[Saved entries]
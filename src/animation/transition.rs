//! Time-driven blend between two decorations.

use std::time::Duration;

use crate::animation::ease::Ease;
use crate::logo::decoration::LogoDecoration;

/// One decoration change animated over `duration` starting at `start`.
#[derive(Clone, Copy, Debug)]
pub struct LogoTransition {
    /// Decoration shown when the transition began; `None` fades `end` in.
    pub begin: Option<LogoDecoration>,
    /// Decoration shown once the transition completes.
    pub end: LogoDecoration,
    /// Clock time the transition began.
    pub start: Duration,
    /// Length of the transition.
    pub duration: Duration,
    /// Curve mapping linear progress to blend factor.
    pub curve: Ease,
}

impl LogoTransition {
    /// A transition that is already finished and always samples `end`.
    pub fn settled(end: LogoDecoration) -> Self {
        Self {
            begin: Some(end),
            end,
            start: Duration::ZERO,
            duration: Duration::ZERO,
            curve: Ease::Linear,
        }
    }

    /// Linear progress in `[0, 1]` at `now`. Zero-length transitions are complete immediately.
    pub fn progress(&self, now: Duration) -> f64 {
        if self.duration.is_zero() {
            return 1.0;
        }
        let elapsed = now.saturating_sub(self.start);
        (elapsed.as_secs_f64() / self.duration.as_secs_f64()).clamp(0.0, 1.0)
    }

    /// `true` once `now` is at or past the end of the transition.
    pub fn is_finished(&self, now: Duration) -> bool {
        self.progress(now) >= 1.0
    }

    /// Decoration to paint at `now`.
    pub fn sample(&self, now: Duration) -> LogoDecoration {
        let t = self.curve.apply(self.progress(now));
        LogoDecoration::lerp(self.begin.as_ref(), Some(&self.end), t)
            .map(|d| d.into_owned())
            .unwrap_or(self.end)
    }
}

#[cfg(test)]
#[path = "../../tests/unit/animation/transition.rs"]
mod tests;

YOUR GOAL: Copy each record from above without leaving any out.

THE COMPLETED TASK:
filename src/animation/transition.rs
//! Time-driven blend between two decorations.

use std::time::Duration;

use crate::animation::ease::Ease;
use crate::logo::decoration::LogoDecoration;

/// One decoration change animated over `duration` starting at `start`.
#[derive(Clone, Copy, Debug)]
pub struct LogoTransition {
    /// Decoration shown when the transition began; `None` fades `end` in.
    pub begin: Option<LogoDecoration>,
    /// Decoration shown once the transition completes.
    pub end: LogoDecoration,
    /// Clock time the transition began.
    pub start: Duration,
    /// Length of the transition.
    pub duration: Duration,
    /// Curve mapping linear progress to blend factor.
    pub curve: Ease,
}

impl LogoTransition {
    /// A transition that is already finished and always samples `end`.
    pub fn settled(end: LogoDecoration) -> Self {
        Self {
            begin: Some(end),
            end,
            start: Duration::ZERO,
            duration: Duration::ZERO,
            curve: Ease::Linear,
        }
    }

    /// Linear progress in `[0, 1]` at `now`. Zero-length transitions are complete immediately.
    pub fn progress(&self, now: Duration) -> f64 {
        if self.duration.is_zero() {
            return 1.0;
        }
        let elapsed = now.saturating_sub(self.start);
        (elapsed.as_secs_f64() / self.duration.as_secs_f64()).clamp(0.0, 1.0)
    }

    /// `true` once `now` is at or past the end of the transition.
    pub fn is_finished(&self, now: Duration) -> bool {
        self.progress(now) >= 1.0
    }

    /// Decoration to paint at `now`.
    pub fn sample(&self, now: Duration) -> LogoDecoration {
        let t = self.curve.apply(self.progress(now));
        LogoDecoration::lerp(self.begin.as_ref(), Some(&self.end), t)
            .map(|d| d.into_owned())
            .unwrap_or(self.end)
    }
}

#[cfg(test)]
#[path = "../../tests/unit/animation/transition.rs"]
mod tests;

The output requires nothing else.